The Feed the Future Innovation Lab for Horticulture recently partnered with the International Centre for Evaluation and Development (ICED) in Kenya and the University of Ghana School of Agriculture in Accra to hold two regional horticulture workshops. This is the beginning phase of a 5-year project cycle funded by USAID, the findings of which will inform locally led, market-oriented horticultural projects in East and West Africa in the coming years.
Located in Nairobi and Accra, the workshop attendees represented a diverse suite of universities, government agencies, private companies, and non-governmental organizations.

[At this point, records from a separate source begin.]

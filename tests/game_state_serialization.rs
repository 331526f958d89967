#![cfg(feature = "std")]

use broadside::{
    Board, Cell, GameStatus, Orientation, ShotOutcome, Vessel, VesselKind, FLEET, NUM_VESSELS,
};
use proptest::prelude::*;
use rand::rngs::SmallRng;
use rand::SeedableRng;
use serde::de::DeserializeOwned;
use serde::Serialize;

fn roundtrip<T: Serialize + DeserializeOwned>(value: &T) -> T {
    let text = serde_json::to_string(value).unwrap();
    serde_json::from_str(&text).unwrap()
}

#[test]
fn hit_flag_survives_roundtrip() {
    let mut board = Board::new();
    board
        .place(Vessel::new(VesselKind::Submarine), 2, 3, Orientation::Vertical)
        .unwrap();
    board.fire(2, 3).unwrap();

    let cells = board.vessels()[0].cells();
    let hit = roundtrip(&cells[0]);
    let intact = roundtrip(&cells[1]);
    assert_eq!(hit, Cell::new(2, 3));
    assert!(hit.is_hit());
    assert_eq!(intact, Cell::new(3, 3));
    assert!(!intact.is_hit());
}

#[test]
fn outcome_and_status_roundtrip() {
    for outcome in [
        ShotOutcome::Miss,
        ShotOutcome::Hit(VesselKind::Battleship),
        ShotOutcome::Sunk(VesselKind::Cruiser),
        ShotOutcome::Rejected,
    ] {
        assert_eq!(roundtrip(&outcome), outcome);
    }
    for status in [GameStatus::InProgress, GameStatus::Won { winner: 1 }] {
        assert_eq!(roundtrip(&status), status);
    }
    assert_eq!(
        serde_json::to_value(GameStatus::Won { winner: 1 }).unwrap(),
        serde_json::json!({ "Won": { "winner": 1 } })
    );
}

proptest! {
    #[test]
    fn fleet_layout_roundtrip(seed in any::<u64>()) {
        let mut rng = SmallRng::seed_from_u64(seed);
        let mut board = Board::new();
        let mut layout = Vec::with_capacity(NUM_VESSELS);
        for kind in FLEET {
            let (r, c, o) = board.random_placement(&mut rng, kind).unwrap();
            board.place(Vessel::new(kind), r, c, o).unwrap();
            layout.push((kind, r, c, o));
        }

        let decoded: Vec<(VesselKind, usize, usize, Orientation)> = roundtrip(&layout);
        let mut rebuilt = Board::new();
        for (kind, r, c, o) in decoded {
            rebuilt.place(Vessel::new(kind), r, c, o).unwrap();
        }
        prop_assert_eq!(rebuilt, board);
    }
}
//! Grid coordinates carrying a mutable hit marker.

use core::cmp::Ordering;
use core::fmt;
use core::hash::{Hash, Hasher};

/// A single square of the grid.
///
/// Identity is the `(row, col)` pair alone: the `hit` flag is state that
/// changes during play and never takes part in equality, ordering or
/// hashing, so a marked cell still matches a fresh `Cell::new` at the same
/// position.
#[derive(Clone, Copy)]
#[cfg_attr(feature = "std", derive(serde::Serialize, serde::Deserialize))]
pub struct Cell {
    row: usize,
    col: usize,
    hit: bool,
}

impl Cell {
    /// Fresh, unhit cell at (`row`, `col`).
    pub const fn new(row: usize, col: usize) -> Self {
        Self {
            row,
            col,
            hit: false,
        }
    }

    pub fn row(&self) -> usize {
        self.row
    }

    pub fn col(&self) -> usize {
        self.col
    }

    /// Position as a `(row, col)` tuple.
    pub fn coord(&self) -> (usize, usize) {
        (self.row, self.col)
    }

    pub fn is_hit(&self) -> bool {
        self.hit
    }

    pub(crate) fn mark_hit(&mut self) {
        self.hit = true;
    }

    /// The neighbour `dr`/`dc` squares away, or `None` when it would leave a
    /// `size`×`size` grid.
    pub fn offset(&self, dr: isize, dc: isize, size: usize) -> Option<Cell> {
        let row = self.row.checked_add_signed(dr)?;
        let col = self.col.checked_add_signed(dc)?;
        (row < size && col < size).then(|| Cell::new(row, col))
    }
}

impl PartialEq for Cell {
    fn eq(&self, other: &Self) -> bool {
        self.coord() == other.coord()
    }
}

impl Eq for Cell {}

impl PartialOrd for Cell {
    fn partial_cmp(&self, other: &Self) -> Option<Ordering> {
        Some(self.cmp(other))
    }
}

impl Ord for Cell {
    fn cmp(&self, other: &Self) -> Ordering {
        self.coord().cmp(&other.coord())
    }
}

impl Hash for Cell {
    fn hash<H: Hasher>(&self, state: &mut H) {
        self.coord().hash(state);
    }
}

impl fmt::Debug for Cell {
    fn fmt(&self, f: &mut fmt::Formatter<'_>) -> fmt::Result {
        write!(f, "({}, {}{})", self.row, self.col, if self.hit { ", hit" } else { "" })
    }
}

impl fmt::Display for Cell {
    fn fmt(&self, f: &mut fmt::Formatter<'_>) -> fmt::Result {
        write!(f, "({}, {})", self.row, self.col)
    }
}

In Kenya, these included the University of Nairobi, the Kenya Agricultural and Livestock Research Organization, the Ministry of Agriculture (Kenya, Ethiopia, Uganda), the Masii Horticultural Farmers Cooperative Society Limited, and the Retail Trade Association of Kenya (RETRAK). In Ghana, the Ministry of Food and Agriculture, Sea Freight Pineapple Exporters, Sasakawa Africa Association, and the University of Nigeria Nsukka were just a few of the many organizations that attended.

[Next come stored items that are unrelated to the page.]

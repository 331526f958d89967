//! Vessel definitions and per-cell damage tracking.

use alloc::vec::Vec;
use core::fmt;

use crate::cell::Cell;

/// Orientation of a vessel on the board.
#[derive(Debug, Clone, Copy, PartialEq, Eq)]
#[cfg_attr(feature = "std", derive(serde::Serialize, serde::Deserialize))]
pub enum Orientation {
    Horizontal,
    Vertical,
}

impl Orientation {
    /// Row/column step taken from one cell of a run to the next.
    pub fn step(self) -> (usize, usize) {
        match self {
            Orientation::Horizontal => (0, 1),
            Orientation::Vertical => (1, 0),
        }
    }
}

/// The five classes of vessel making up a fleet.
#[derive(Debug, Clone, Copy, PartialEq, Eq, Hash)]
#[cfg_attr(feature = "std", derive(serde::Serialize, serde::Deserialize))]
pub enum VesselKind {
    Carrier,
    Battleship,
    Cruiser,
    Submarine,
    Destroyer,
}

impl VesselKind {
    /// Display name.
    pub const fn name(self) -> &'static str {
        match self {
            VesselKind::Carrier => "Carrier",
            VesselKind::Battleship => "Battleship",
            VesselKind::Cruiser => "Cruiser",
            VesselKind::Submarine => "Submarine",
            VesselKind::Destroyer => "Destroyer",
        }
    }

    /// Number of cells the vessel occupies.
    pub const fn length(self) -> usize {
        match self {
            VesselKind::Carrier => 5,
            VesselKind::Battleship => 4,
            VesselKind::Cruiser => 3,
            VesselKind::Submarine => 2,
            VesselKind::Destroyer => 1,
        }
    }
}

impl fmt::Display for VesselKind {
    fn fmt(&self, f: &mut fmt::Formatter<'_>) -> fmt::Result {
        f.write_str(self.name())
    }
}

/// A vessel of a given kind.
///
/// Starts out unplaced, with no cells and no orientation. [`Board::place`]
/// fills both in exactly once; afterwards the vessel records damage to its
/// own cells.
///
/// [`Board::place`]: crate::Board::place
#[derive(Clone)]
pub struct Vessel {
    kind: VesselKind,
    orientation: Option<Orientation>,
    cells: Vec<Cell>,
}

impl Vessel {
    /// A new, unplaced vessel.
    pub fn new(kind: VesselKind) -> Self {
        Self {
            kind,
            orientation: None,
            cells: Vec::with_capacity(kind.length()),
        }
    }

    pub fn kind(&self) -> VesselKind {
        self.kind
    }

    pub fn name(&self) -> &'static str {
        self.kind.name()
    }

    pub fn length(&self) -> usize {
        self.kind.length()
    }

    /// `None` until the vessel is placed.
    pub fn orientation(&self) -> Option<Orientation> {
        self.orientation
    }

    pub fn cells(&self) -> &[Cell] {
        &self.cells
    }

    pub fn is_placed(&self) -> bool {
        self.orientation.is_some()
    }

    /// Whether the vessel covers the square at `cell`'s position.
    pub fn occupies(&self, cell: Cell) -> bool {
        self.cells.contains(&cell)
    }

    pub(crate) fn set_orientation(&mut self, orientation: Orientation) {
        self.orientation = Some(orientation);
    }

    /// Append a cell to the vessel. Only used while placing.
    pub(crate) fn register_cell(&mut self, cell: Cell) {
        self.cells.push(cell);
    }

    /// Mark the matching cell as hit. Returns `false` and changes nothing
    /// when the vessel does not cover `cell`.
    pub fn receive_shot(&mut self, cell: Cell) -> bool {
        match self.cells.iter_mut().find(|c| **c == cell) {
            Some(own) => {
                own.mark_hit();
                true
            }
            None => false,
        }
    }

    /// All cells hit. Vacuously true for an unplaced vessel, so only ask
    /// after placement.
    pub fn is_sunk(&self) -> bool {
        self.cells.iter().all(Cell::is_hit)
    }

    /// Number of cells already hit.
    pub fn hits(&self) -> usize {
        self.cells.iter().filter(|c| c.is_hit()).count()
    }
}

// Cells compare by position only, so damage is compared separately.
impl PartialEq for Vessel {
    fn eq(&self, other: &Self) -> bool {
        self.kind == other.kind
            && self.orientation == other.orientation
            && self.cells == other.cells
            && self
                .cells
                .iter()
                .zip(&other.cells)
                .all(|(a, b)| a.is_hit() == b.is_hit())
    }
}

impl Eq for Vessel {}

impl fmt::Debug for Vessel {
    fn fmt(&self, f: &mut fmt::Formatter<'_>) -> fmt::Result {
        write!(
            f,
            "Vessel {{ kind: {:?}, orientation: {:?}, hits: {}/{}, cells: {:?} }}",
            self.kind,
            self.orientation,
            self.hits(),
            self.length(),
            self.cells,
        )
    }
}

impl fmt::Display for Vessel {
    fn fmt(&self, f: &mut fmt::Formatter<'_>) -> fmt::Result {
        let status = if self.is_sunk() { "sunk" } else { "afloat" };
        write!(f, "{} ({} cells) - {}", self.name(), self.length(), status)
    }
}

Each workshop was spaced over a multi-day period in which experts gave presentations on a wide range of issues spanning the horticultural value chain--from low quality inputs, post-harvest loss, and food safety challenges to nutrition, gender equity, and youth empowerment. Participants attended both in-person and online, allowing engagement from people around the globe.
These conferences were unique opportunities for horticultural specialists from throughout East and West Africa to share their diverse perspectives and expertise with one another, and the discussions that resulted will inform priorities for future research, capacity strengthening and sector investment that are designed to target local challenges in horticulture. And the challenges, as well as the opportunities, are significant. As experts discussed in both conferences, smallholder farmers face multiple barriers along the horticultural supply chain. Yet there are also numerous avenues for entrepreneurship—from production to market—that may help overcome some of these obstacles.
ICED CEO/President Dr. David Ameyaw in his opening statement remarked, "We are thrilled to convene sessions like these, which seek to build knowledge and evidence to address the on-ground challenges and identify opportunities for exploration in East Africa. This platform, over the course of the next 3 days would enable us work together, as various actors within the horticulture value chain to make systemic, sustainable improvements in the sector.”
Some discussion points:
Low quality inputs pose health threats and inhibit marketing potential
High quality seeds and fertilizer are expensive and as such farmers are often forced to purchase lower quality products that may advertise abiotic and biotic resistance but are actually counterfeit. For example in West Africa, 1000 high quality tomato seeds cost about USD$120, an amount of money that could buy enough rice to last a household 4 months. These prohibitive prices, combined with a lack of effective extension services, force farmers to take the word of vendors and middlemen who may have conflicting interests. This also could lead to the use of unregulated pesticides and other chemicals, which not only could have severe adverse health effects but also inhibit farmers from exporting their produce to receive higher prices.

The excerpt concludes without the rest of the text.